Although several NLP-based quantitative evaluation metrics are included in evaluation, these are likely insufficient for this task where it is not clear if the chat responses are correct. Some analysis, even if a case study of a few proteins, would strengthen the submission. E.g. Do responses have mutually exclusive functions listed, etc? For a work that aims to serve drug development or protein design, it is not sufficient to have the grammar and appearance of a correct response, but to also be factually correct. The SPICE and PubMedBERT scores move closer to such an evaluation, but they are not sufficient to “trust” the output of such a model yet. The authors rightfully list these concerns in their discussion. Some investigation could be done presently to highlight and quantify these limitations
问题
Q1] The text description in the dataset are not clear. Some points are listed in the first paragraph of 3.2, but is not comprehensive. Where was the text taken from? For example, when subcellular location is mentioned, how is this represented? E.g. literature excerpts, GO terms, etc? More detail about the training descriptions would be helpful.
Q2] “which comprises 143,508 aligned pairs of protein 3D structures and the corresponding description” What is mean here by “aligned”? Does this refer to the structure-description pairing, an alignment of proteins, or something else?
Q3] The last component of the input data that is mentioned is “corresponding scientific literature.” What is meant by this? How is this literature chosen and used in the model?
Q4] How were training and test sets split? If random split, what was the overlap, sequence/description/family/function similarity across splits?
Minor comments and additional suggestions
For clarity, consider adding which of the VLP types your approach falls into (i.e. representation vs generative)
In the second paragraph of Section 1 RCSB-PDB is introduced without explaining what it is. The sentence containing this reference is also very unclear. I suggest re-framing it to make clear that you are making a connection between language and the evolutionary information contained in protein sequences. “Evolution” does not have a “spoken language” as such.
It is not clear how the learnable tokens are initialized/where they are coming from and their role. Why use 32 etc?
Notation slightly inconsistent, especially in equation (5) and accompanying description where matrices are vectors no longer in bold font.
The paper presents a protein chatbot that aims to converse about proteins. The method relies on two trainable components (the PLP-former and projection adapter) that take as input embeddings from pretrained protein models and transform them into a representation suitable for a Vicuna 13B LLM.

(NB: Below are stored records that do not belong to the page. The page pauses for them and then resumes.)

//! Round operations: transport ingestion, REST reconciliation and read-only projections.

use tracing::{debug, warn};

use crate::{
    dto::round::{ResultsResponse, RoundViewResponse},
    error::ServiceError,
    services::{event_normalizer::InboundEvent, sse_events},
    state::SharedState,
};

/// Feed one transport text frame through the normalization boundary.
///
/// Malformed frames are logged and dropped; nothing propagates to the caller.
pub async fn ingest_frame(state: &SharedState, text: &str) {
    match state.normalizer().parse_frame(text) {
        Ok(Some(event)) => dispatch(state, event).await,
        Ok(None) => debug!(payload = %text, "ignoring unhandled transport event"),
        Err(err) => warn!(error = %err, payload = %text, "dropping malformed transport event"),
    }
}

/// Route a normalized event to the coordinator or the account stream.
pub async fn dispatch(state: &SharedState, event: InboundEvent) {
    let coordinator = state.coordinator();
    match event {
        InboundEvent::RoundStarted {
            round_id,
            countdown,
        } => coordinator.apply_round_started(round_id, countdown).await,
        InboundEvent::BettingClosed { round_id } => {
            coordinator.apply_betting_closed(round_id).await
        }
        InboundEvent::ResultConfirmed {
            round_id,
            positions,
        } => coordinator.apply_result_confirmed(round_id, positions).await,
        InboundEvent::BalanceUpdated(payload) => {
            sse_events::broadcast_balance_updated(state, &payload)
        }
    }
}

/// Current view of the round.
pub fn current_view(state: &SharedState) -> RoundViewResponse {
    (&state.coordinator().view()).into()
}

/// Recent results, most recent first.
pub fn recent_results(state: &SharedState) -> ResultsResponse {
    ResultsResponse::from(state.coordinator().view().results.as_slice())
}

/// Fetch the current-round snapshot and merge it without regressing pushed state.
///
/// Query failures are returned to the caller; the round state is left as is.
pub async fn sync_current_round(state: &SharedState) -> Result<RoundViewResponse, ServiceError> {
    let dto = state.query().current_round().await?;
    let snapshot = state.normalizer().snapshot(dto).inspect_err(|err| {
        warn!(error = %err, "rejecting malformed round snapshot");
    })?;
    let view = state.coordinator().merge_snapshot(snapshot).await;
    Ok((&view).into())
}

/// Fetch a page of recent results and merge the unknown ones behind the live history.
pub async fn sync_recent_results(state: &SharedState) -> Result<ResultsResponse, ServiceError> {
    let limit = state.config().results_page_size;
    let entries = state.query().recent_results(limit).await?;
    let results = state.normalizer().results_page(entries);
    let history = state.coordinator().merge_results(results).await;
    Ok(ResultsResponse::from(history.as_slice()))
}

/// Record the betting suspension reported by an external collaborator.
pub async fn set_suspension(state: &SharedState, suspended: bool) -> RoundViewResponse {
    state.coordinator().set_suspended(suspended).await;
    current_view(state)
}

#[cfg(test)]
mod tests {
    use std::sync::Arc;

    use super::*;
    use crate::{
        dto::{
            events::WireRoundId,
            round::VisibleRoundStatus,
            snapshot::{CurrentRoundDto, ResultEntryDto},
        },
        state::test_support::{StubLedger, StubQuery, state_with},
    };

    fn setup() -> (SharedState, Arc<StubQuery>) {
        let query = Arc::new(StubQuery::default());
        let state = state_with(query.clone(), Arc::new(StubLedger::default()));
        (state, query)
    }

    #[tokio::test]
    async fn frames_drive_the_round_lifecycle() {
        let (state, _) = setup();

        ingest_frame(&state, r#"{"event":"round_started","data":{"roundId":"R1","timeLeft":30}}"#).await;
        let view = current_view(&state);
        assert_eq!(view.status, VisibleRoundStatus::Betting);
        assert_eq!(view.round_id.as_deref(), Some("R1"));
        assert!(view.can_bet);

        ingest_frame(&state, r#"{"event":"betting_closed","data":{"roundId":"R1"}}"#).await;
        assert_eq!(current_view(&state).status, VisibleRoundStatus::Closed);

        ingest_frame(
            &state,
            r#"{"event":"result_confirmed","data":{"roundId":"R1","result":[7,4,2,9,1,6,3,10,5,8]}}"#,
        )
        .await;
        let view = current_view(&state);
        assert_eq!(view.status, VisibleRoundStatus::Finished);
        assert_eq!(view.results.len(), 1);
        assert_eq!(view.results[0].sum, 11);
    }

    #[tokio::test]
    async fn malformed_frames_are_absorbed() {
        let (state, _) = setup();
        ingest_frame(&state, r#"{"event":"round_started","data":{"roundId":"R1","timeLeft":30}}"#).await;

        ingest_frame(&state, "garbage").await;
        ingest_frame(&state, r#"{"event":"round_started","data":{"timeLeft":30}}"#).await;
        ingest_frame(
            &state,
            r#"{"event":"result_confirmed","data":{"roundId":"R1","result":[1,2,3]}}"#,
        )
        .await;

        let view = current_view(&state);
        assert_eq!(view.status, VisibleRoundStatus::Betting);
        assert_eq!(view.round_id.as_deref(), Some("R1"));
        assert!(view.results.is_empty());
    }

    #[tokio::test]
    async fn snapshot_sync_adopts_round_while_waiting() {
        let (state, query) = setup();
        *query.current.lock().unwrap() = Some(CurrentRoundDto {
            round_id: Some(WireRoundId::Integer(501)),
            status: Some("betting".into()),
            countdown_seconds: Some(25),
        });

        let view = sync_current_round(&state).await.unwrap();
        assert_eq!(view.status, VisibleRoundStatus::Betting);
        assert_eq!(view.round_id.as_deref(), Some("501"));
        assert_eq!(view.countdown, 25);
    }

    #[tokio::test]
    async fn idle_snapshot_leaves_state_untouched() {
        let (state, query) = setup();
        ingest_frame(&state, r#"{"event":"round_started","data":{"roundId":"R1","timeLeft":30}}"#).await;
        *query.current.lock().unwrap() = Some(CurrentRoundDto {
            round_id: None,
            status: Some("waiting".into()),
            countdown_seconds: Some(0),
        });

        let view = sync_current_round(&state).await.unwrap();
        assert_eq!(view.status, VisibleRoundStatus::Betting);
        assert_eq!(view.round_id.as_deref(), Some("R1"));

        *query.current.lock().unwrap() = Some(CurrentRoundDto {
            round_id: Some(WireRoundId::Text("R0".into())),
            status: Some("finished".into()),
            countdown_seconds: None,
        });
        let view = sync_current_round(&state).await.unwrap();
        assert_eq!(view.round_id.as_deref(), Some("R1"));
        assert!(view.can_bet);
    }

    #[tokio::test]
    async fn query_failure_is_surfaced_and_state_retained() {
        let (state, query) = setup();
        ingest_frame(&state, r#"{"event":"round_started","data":{"roundId":"R1","timeLeft":30}}"#).await;
        *query.fail.lock().unwrap() = true;

        assert!(matches!(
            sync_current_round(&state).await,
            Err(ServiceError::Query(_))
        ));
        assert!(matches!(
            sync_recent_results(&state).await,
            Err(ServiceError::Query(_))
        ));

        let view = current_view(&state);
        assert_eq!(view.status, VisibleRoundStatus::Betting);
        assert_eq!(view.round_id.as_deref(), Some("R1"));
    }

    #[tokio::test]
    async fn late_snapshot_does_not_override_push() {
        let (state, query) = setup();
        ingest_frame(&state, r#"{"event":"round_started","data":{"roundId":"R2","timeLeft":30}}"#).await;
        *query.current.lock().unwrap() = Some(CurrentRoundDto {
            round_id: Some(WireRoundId::Text("R1".into())),
            status: Some("closed".into()),
            countdown_seconds: None,
        });

        let view = sync_current_round(&state).await.unwrap();
        assert_eq!(view.round_id.as_deref(), Some("R2"));
        assert_eq!(view.status, VisibleRoundStatus::Betting);
    }

    #[tokio::test]
    async fn results_sync_merges_page_behind_live_results() {
        let (state, query) = setup();
        ingest_frame(
            &state,
            r#"{"event":"result_confirmed","data":{"roundId":"R3","result":[1,2,3,4,5,6,7,8,9,10]}}"#,
        )
        .await;
        *query.results.lock().unwrap() = ["R3", "R2", "R1"]
            .into_iter()
            .map(|round| ResultEntryDto {
                round_id: Some(WireRoundId::Text(round.into())),
                positions: Some(vec![10, 9, 8, 7, 6, 5, 4, 3, 2, 1]),
                timestamp: None,
            })
            .collect();

        let response = sync_recent_results(&state).await.unwrap();
        let ids: Vec<_> = response.results.iter().map(|r| r.round_id.as_str()).collect();
        assert_eq!(ids, vec!["R3", "R2", "R1"]);
        assert_eq!(response.results[0].sum, 3);
        assert_eq!(response.results[1].sum, 19);
    }

    #[tokio::test]
    async fn suspension_disables_betting() {
        let (state, _) = setup();
        ingest_frame(&state, r#"{"event":"round_started","data":{"roundId":"R1","timeLeft":30}}"#).await;

        let view = set_suspension(&state, true).await;
        assert!(view.suspended);
        assert!(!view.can_bet);
        assert!(set_suspension(&state, false).await.can_bet);
    }
}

While this is clearly an interesting area of research, I found the approach not well evaluated and thus the paper not that convincing. The novelty of the method is also modest.
优点
-The paper touches an important problem of connecting proteins to the text modality in an aspirational conversational system.
缺点
-The evaluations/benchmarks presented are not that convincing. The only quantitative evaluation presented is on the RCSB-PDB Protein Description Dataset and the only results shown are that of various ablations of the authors' proposed system. Only some standard n-gram matching metrics are presented. There is no human evaluation or more factuality oriented metrics that would attest to the actually utility of the system.

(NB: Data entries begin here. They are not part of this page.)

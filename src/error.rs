use axum::{Json, http::StatusCode, response::IntoResponse};
use serde::Serialize;
use thiserror::Error;

use crate::services::{event_normalizer::NormalizeError, ledger::LedgerError, query::QueryError};

/// Errors that can occur in service layer operations.
#[derive(Debug, Error)]
pub enum ServiceError {
    /// The upstream query API failed; the current round state is retained.
    #[error("round query failed")]
    Query(#[from] QueryError),
    /// The upstream returned a body the normalization boundary rejected.
    #[error("upstream payload rejected: {0}")]
    Malformed(#[from] NormalizeError),
    /// The betting ledger refused or could not be reached.
    #[error("bet submission failed")]
    Ledger(#[from] LedgerError),
    /// Operation cannot be performed in the current round state.
    #[error("invalid state: {0}")]
    InvalidState(String),
    /// Requested resource was not found.
    #[error("not found: {0}")]
    NotFound(String),
}

/// Application-level errors that are converted to HTTP responses.
#[derive(Debug, Error)]
pub enum AppError {
    /// Bad request with invalid input.
    #[error("bad request: {0}")]
    BadRequest(String),
    /// Requested resource not found.
    #[error("not found: {0}")]
    NotFound(String),
    /// Conflict with current round state.
    #[error("conflict: {0}")]
    Conflict(String),
    /// Upstream answered with something unusable.
    #[error("bad gateway: {0}")]
    BadGateway(String),
    /// Upstream unreachable.
    #[error("service unavailable: {0}")]
    ServiceUnavailable(String),
}

impl From<ServiceError> for AppError {
    fn from(err: ServiceError) -> Self {
        match err {
            ServiceError::Query(source) => AppError::ServiceUnavailable(source.to_string()),
            ServiceError::Malformed(source) => AppError::BadGateway(source.to_string()),
            ServiceError::Ledger(LedgerError::Rejected { status, message })
                if (400..500).contains(&status) =>
            {
                AppError::BadRequest(message)
            }
            ServiceError::Ledger(source) => AppError::BadGateway(source.to_string()),
            ServiceError::InvalidState(message) => AppError::Conflict(message),
            ServiceError::NotFound(message) => AppError::NotFound(message),
        }
    }
}

#[derive(Serialize)]
struct ErrorBody {
    message: String,
}

impl IntoResponse for AppError {
    fn into_response(self) -> axum::response::Response {
        let status = match &self {
            AppError::BadRequest(_) => StatusCode::BAD_REQUEST,
            AppError::NotFound(_) => StatusCode::NOT_FOUND,
            AppError::Conflict(_) => StatusCode::CONFLICT,
            AppError::BadGateway(_) => StatusCode::BAD_GATEWAY,
            AppError::ServiceUnavailable(_) => StatusCode::SERVICE_UNAVAILABLE,
        };

        let payload = Json(ErrorBody {
            message: self.to_string(),
        });

        (status, payload).into_response()
    }
}

#[cfg(test)]
mod tests {
    use super::*;

    #[test]
    fn query_failures_map_to_service_unavailable() {
        let err: AppError = ServiceError::Query(QueryError::Status {
            url: "http://upstream/rounds/current".into(),
            status: 500,
        })
        .into();
        assert_eq!(
            err.into_response().status(),
            StatusCode::SERVICE_UNAVAILABLE
        );
    }

    #[test]
    fn ledger_client_errors_are_bad_requests() {
        let err: AppError = ServiceError::Ledger(LedgerError::Rejected {
            status: 402,
            message: "insufficient balance".into(),
        })
        .into();
        assert!(matches!(&err, AppError::BadRequest(message) if message == "insufficient balance"));

        let err: AppError = ServiceError::Ledger(LedgerError::Rejected {
            status: 503,
            message: String::new(),
        })
        .into();
        assert_eq!(err.into_response().status(), StatusCode::BAD_GATEWAY);
    }

    #[test]
    fn closed_betting_is_a_conflict() {
        let err: AppError = ServiceError::InvalidState("betting is closed".into()).into();
        assert_eq!(err.into_response().status(), StatusCode::CONFLICT);
    }
}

-The writing could be more rigorous, particularly in describing the datasets and how they are used to train the model (Section 3.2). This would help give the reader more intuition on what the output of the PLP-former is supposed to represent.
-The name ProtChatGPT is not appropriate. ChatGPT is a commercial system and none of the components of the proposed method use it.
-The novelty of the method is modest, mostly an aggregation of existing techniques.
Nits: -The citation to ChatGPT on the first page is incorrect.
问题
It would be great to have some details/examples on Section 3.2, e.g. how the datasets are used to train the different modules (e.g. what the inputs and outputs are etc.), maybe an example would be useful.